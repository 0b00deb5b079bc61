//! Simulation Engine
//!
//! The `Simulation` facade owns the ECS world and the chained phase
//! schedule, and exposes the lifecycle state machine, accessors for external
//! consumers (CLI, exporters, dashboards), policy switching, parameter
//! tuning, and snapshot persistence.
//!
//! One call to [`Simulation::step`] or [`Simulation::update`] executes one
//! full tick to completion; mode changes only ever take effect at tick
//! boundaries.

use bevy_ecs::prelude::*;
use bevy_ecs::schedule::Schedule;
use rand::rngs::SmallRng;
use rand::SeedableRng;
use serde::{Deserialize, Serialize};
use std::path::Path;
use tracing::{info, warn};

use crate::components::{
    AgentId, Cascade, Competence, History, RewardState, Standing, TickRecord, Wealth,
};
use crate::error::SimError;
use crate::network::SocialGraph;
use crate::params::Params;
use crate::policy::TaxPolicy;
use crate::setup;
use crate::snapshot::{AgentSnapshot, GraphSnapshot, SimulationSnapshot, SNAPSHOT_VERSION};
use crate::systems::{
    advance_clock, apply_income_and_tax, collect_aggregates, compute_extrema, diffuse_competence,
    normalize_standing, record_history, redistribute_taxes, snapshot_competence, update_cascade,
    update_rewards, ActivePolicy, CompetenceSnapshot, SimClock, TaxPool, TickExtrema, TimeSeries,
};

/// Run-state of the engine.
#[derive(Debug, Clone, Copy, Default, PartialEq, Eq, Serialize, Deserialize)]
#[serde(rename_all = "snake_case")]
pub enum RunMode {
    /// Population freshly (re)initialized, no history.
    #[default]
    Stopped,
    /// Population exists, ticks are not advancing.
    Paused,
    /// Ticks advance on every `update` call.
    Running,
}

/// Read-only view of one agent's live state for external consumers.
#[derive(Debug, Clone, PartialEq)]
pub struct AgentView {
    pub id: u32,
    pub wealth: f64,
    pub influence: f64,
    pub status: f64,
    pub self_esteem: f64,
    pub competence: f64,
    pub action_level: f64,
    pub reward_weights: (f64, f64, f64),
}

/// The simulation engine.
pub struct Simulation {
    world: World,
    schedule: Schedule,
    mode: RunMode,
    seed: u64,
}

impl std::fmt::Debug for Simulation {
    fn fmt(&self, f: &mut std::fmt::Formatter<'_>) -> std::fmt::Result {
        f.debug_struct("Simulation")
            .field("mode", &self.mode)
            .field("seed", &self.seed)
            .finish_non_exhaustive()
    }
}

impl Simulation {
    /// Build a fresh simulation from `params`, seeded for reproducibility.
    /// An empty configured population is a fatal configuration error.
    pub fn new(params: Params, seed: u64) -> Result<Self, SimError> {
        if params.num_agents == 0 {
            return Err(SimError::EmptyPopulation);
        }
        let mut rng = SmallRng::seed_from_u64(seed);
        let endowments = setup::draw_endowments(&params, &mut rng);
        Self::build(params, seed, &endowments, &mut rng, TaxPolicy::default())
    }

    /// Build a simulation with explicit per-agent endowments instead of a
    /// random draw, for scripted scenarios and tests.
    pub fn with_endowments(params: Params, seed: u64, endowments: &[f64]) -> Result<Self, SimError> {
        if endowments.is_empty() {
            return Err(SimError::EmptyPopulation);
        }
        let mut params = params;
        params.num_agents = endowments.len();
        let mut rng = SmallRng::seed_from_u64(seed);
        Self::build(params, seed, endowments, &mut rng, TaxPolicy::default())
    }

    fn build(
        params: Params,
        seed: u64,
        endowments: &[f64],
        rng: &mut SmallRng,
        policy: TaxPolicy,
    ) -> Result<Self, SimError> {
        let graph = SocialGraph::erdos_renyi(endowments.len(), params.edge_probability, rng);

        let mut world = World::new();
        world.insert_resource(SimClock::default());
        world.insert_resource(TimeSeries::default());
        world.insert_resource(TaxPool::default());
        world.insert_resource(TickExtrema::default());
        world.insert_resource(ActivePolicy(policy));
        world.insert_resource(CompetenceSnapshot::default());
        world.insert_resource(graph);
        setup::spawn_population(&mut world, &params, endowments);
        world.insert_resource(params);

        Ok(Self {
            world,
            schedule: build_schedule(),
            mode: RunMode::Stopped,
            seed,
        })
    }

    // --- Lifecycle -------------------------------------------------------

    /// stopped|paused -> running.
    pub fn start(&mut self) {
        if self.mode != RunMode::Running {
            self.mode = RunMode::Running;
            info!("simulation started");
        }
    }

    /// running -> paused.
    pub fn pause(&mut self) {
        if self.mode == RunMode::Running {
            self.mode = RunMode::Paused;
            info!("simulation paused");
        }
    }

    /// any -> stopped. Discards the population, histories and time series,
    /// and reinitializes from the current parameters, seed and policy.
    pub fn stop(&mut self) {
        let params = self.world.resource::<Params>().clone();
        let policy = self.world.resource::<ActivePolicy>().0;
        let mut rng = SmallRng::seed_from_u64(self.seed);
        let endowments = setup::draw_endowments(&params, &mut rng);
        // num_agents >= 1 is invariant for a constructed simulation.
        if let Ok(fresh) = Self::build(params, self.seed, &endowments, &mut rng, policy) {
            *self = fresh;
        }
        self.mode = RunMode::Stopped;
        info!("simulation stopped and reinitialized");
    }

    /// Execute exactly one tick regardless of run mode (single-stepping
    /// while paused or stopped).
    pub fn step(&mut self) {
        self.run_tick();
    }

    /// Execute one tick if the simulation is running; otherwise a no-op.
    pub fn update(&mut self) {
        if self.mode == RunMode::Running {
            self.run_tick();
        }
    }

    fn run_tick(&mut self) {
        self.schedule.run(&mut self.world);
    }

    pub fn mode(&self) -> RunMode {
        self.mode
    }

    pub fn tick(&self) -> u64 {
        self.world.resource::<SimClock>().tick
    }

    pub fn seed(&self) -> u64 {
        self.seed
    }

    // --- Policy and parameters -------------------------------------------

    /// Switch the active tax policy by name. Unknown names are logged and
    /// leave the active policy unchanged.
    pub fn apply_policy(&mut self, name: &str) -> Result<(), SimError> {
        match TaxPolicy::parse(name) {
            Ok(policy) => {
                self.world.resource_mut::<ActivePolicy>().0 = policy;
                info!(policy = policy.name(), "tax policy applied");
                Ok(())
            }
            Err(err) => {
                warn!(error = %err, "ignoring unknown tax policy");
                Err(err)
            }
        }
    }

    pub fn active_policy(&self) -> TaxPolicy {
        self.world.resource::<ActivePolicy>().0
    }

    /// Tune one named parameter on the engine-owned parameter set. Unknown
    /// names are logged and leave the parameters unchanged.
    pub fn adjust_parameter(&mut self, name: &str, value: f64) -> Result<(), SimError> {
        let result = self.world.resource_mut::<Params>().adjust(name, value);
        match &result {
            Ok(()) => info!(parameter = name, value, "parameter adjusted"),
            Err(err) => warn!(error = %err, "ignoring unknown parameter"),
        }
        result
    }

    pub fn params(&self) -> &Params {
        self.world.resource::<Params>()
    }

    // --- Accessors -------------------------------------------------------

    pub fn agent_count(&mut self) -> usize {
        self.world.query::<&AgentId>().iter(&self.world).count()
    }

    /// Live views of all agents, ordered by id.
    pub fn agents(&mut self) -> Vec<AgentView> {
        let mut views: Vec<AgentView> = self
            .world
            .query::<(
                &AgentId,
                &Wealth,
                &Standing,
                &Cascade,
                &Competence,
                &RewardState,
            )>()
            .iter(&self.world)
            .map(
                |(id, wealth, standing, cascade, competence, reward)| AgentView {
                    id: id.0,
                    wealth: wealth.current,
                    influence: standing.influence,
                    status: standing.status,
                    self_esteem: cascade.self_esteem,
                    competence: competence.value,
                    action_level: cascade.action_level,
                    reward_weights: (reward.alpha, reward.beta, reward.gamma),
                },
            )
            .collect();
        views.sort_by_key(|view| view.id);
        views
    }

    pub fn agent(&mut self, id: u32) -> Option<AgentView> {
        self.agents().into_iter().find(|view| view.id == id)
    }

    /// The recorded history of one agent, one entry per completed tick.
    pub fn agent_history(&mut self, id: u32) -> Option<Vec<TickRecord>> {
        self.world
            .query::<(&AgentId, &History)>()
            .iter(&self.world)
            .find(|(agent_id, _)| agent_id.0 == id)
            .map(|(_, history)| history.records.clone())
    }

    pub fn time_series(&self) -> &TimeSeries {
        self.world.resource::<TimeSeries>()
    }

    pub fn graph(&self) -> &SocialGraph {
        self.world.resource::<SocialGraph>()
    }

    pub fn mean_wealth(&mut self) -> f64 {
        let wealths = self.wealths();
        if wealths.is_empty() {
            return 0.0;
        }
        wealths.iter().sum::<f64>() / wealths.len() as f64
    }

    pub fn gini_coefficient(&mut self) -> f64 {
        crate::metrics::gini(&self.wealths())
    }

    pub fn mean_competence(&mut self) -> f64 {
        let values: Vec<f64> = self
            .world
            .query::<&Competence>()
            .iter(&self.world)
            .map(|competence| competence.value)
            .collect();
        if values.is_empty() {
            return 0.0;
        }
        values.iter().sum::<f64>() / values.len() as f64
    }

    fn wealths(&mut self) -> Vec<f64> {
        self.world
            .query::<&Wealth>()
            .iter(&self.world)
            .map(|wealth| wealth.current)
            .collect()
    }

    // --- Persistence -----------------------------------------------------

    /// Capture the complete simulation state.
    pub fn snapshot(&mut self) -> SimulationSnapshot {
        let mut agents: Vec<AgentSnapshot> = self
            .world
            .query::<(
                &AgentId,
                &Wealth,
                &Standing,
                &Cascade,
                &Competence,
                &RewardState,
                &History,
            )>()
            .iter(&self.world)
            .map(
                |(id, wealth, standing, cascade, competence, reward, history)| AgentSnapshot {
                    id: id.0,
                    wealth: wealth.clone(),
                    standing: standing.clone(),
                    cascade: cascade.clone(),
                    competence: competence.clone(),
                    reward: reward.clone(),
                    history: history.records.clone(),
                },
            )
            .collect();
        agents.sort_by_key(|agent| agent.id);

        let graph = self.world.resource::<SocialGraph>();
        SimulationSnapshot {
            version: SNAPSHOT_VERSION,
            seed: self.seed,
            tick: self.tick(),
            mode: self.mode,
            policy: self.active_policy(),
            params: self.params().clone(),
            agents,
            graph: GraphSnapshot {
                nodes: graph.node_count(),
                edges: graph.edges(),
            },
            series: self.time_series().points.clone(),
        }
    }

    /// Rebuild a simulation from a snapshot. Fails on version mismatch or an
    /// empty population; never touches any live simulation.
    pub fn restore(snapshot: SimulationSnapshot) -> Result<Self, SimError> {
        if snapshot.version != SNAPSHOT_VERSION {
            return Err(SimError::SnapshotVersion {
                found: snapshot.version,
                expected: SNAPSHOT_VERSION,
            });
        }
        if snapshot.agents.is_empty() {
            return Err(SimError::EmptyPopulation);
        }

        let mut world = World::new();
        world.insert_resource(SimClock {
            tick: snapshot.tick,
        });
        world.insert_resource(TimeSeries {
            points: snapshot.series,
        });
        world.insert_resource(TaxPool::default());
        world.insert_resource(TickExtrema::default());
        world.insert_resource(ActivePolicy(snapshot.policy));
        world.insert_resource(CompetenceSnapshot::default());
        world.insert_resource(SocialGraph::from_edges(
            snapshot.graph.nodes,
            &snapshot.graph.edges,
        ));

        let mut agents = snapshot.agents;
        agents.sort_by_key(|agent| agent.id);
        for agent in agents {
            world.spawn((
                AgentId(agent.id),
                agent.wealth,
                agent.standing,
                agent.cascade,
                agent.competence,
                agent.reward,
                History {
                    records: agent.history,
                },
            ));
        }
        world.insert_resource(snapshot.params);

        info!(tick = snapshot.tick, "simulation restored from snapshot");
        Ok(Self {
            world,
            schedule: build_schedule(),
            mode: snapshot.mode,
            seed: snapshot.seed,
        })
    }

    /// Write the state to a snapshot file.
    pub fn save(&mut self, path: impl AsRef<Path>) -> Result<(), SimError> {
        self.snapshot().write_to(path)
    }

    /// Load a simulation from a snapshot file.
    pub fn load(path: impl AsRef<Path>) -> Result<Self, SimError> {
        Self::restore(SimulationSnapshot::read_from(path)?)
    }
}

/// Chain every phase in the order the model requires; later phases consume
/// population-wide aggregates computed by earlier ones.
fn build_schedule() -> Schedule {
    let mut schedule = Schedule::default();
    schedule.add_systems(
        (
            advance_clock,
            compute_extrema,
            apply_income_and_tax,
            redistribute_taxes,
            normalize_standing,
            update_cascade,
            snapshot_competence,
            diffuse_competence,
            update_rewards,
            record_history,
            collect_aggregates,
        )
            .chain(),
    );
    schedule
}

────────────────────

Exercise instructions:
Retrieve all lines from the data that contain the string "SocialGraph".

Task output:
use crate::network::SocialGraph;
        let graph = SocialGraph::erdos_renyi(endowments.len(), params.edge_probability, rng);
    pub fn graph(&self) -> &SocialGraph {
        self.world.resource::<SocialGraph>()
        let graph = self.world.resource::<SocialGraph>();
        world.insert_resource(SocialGraph::from_edges(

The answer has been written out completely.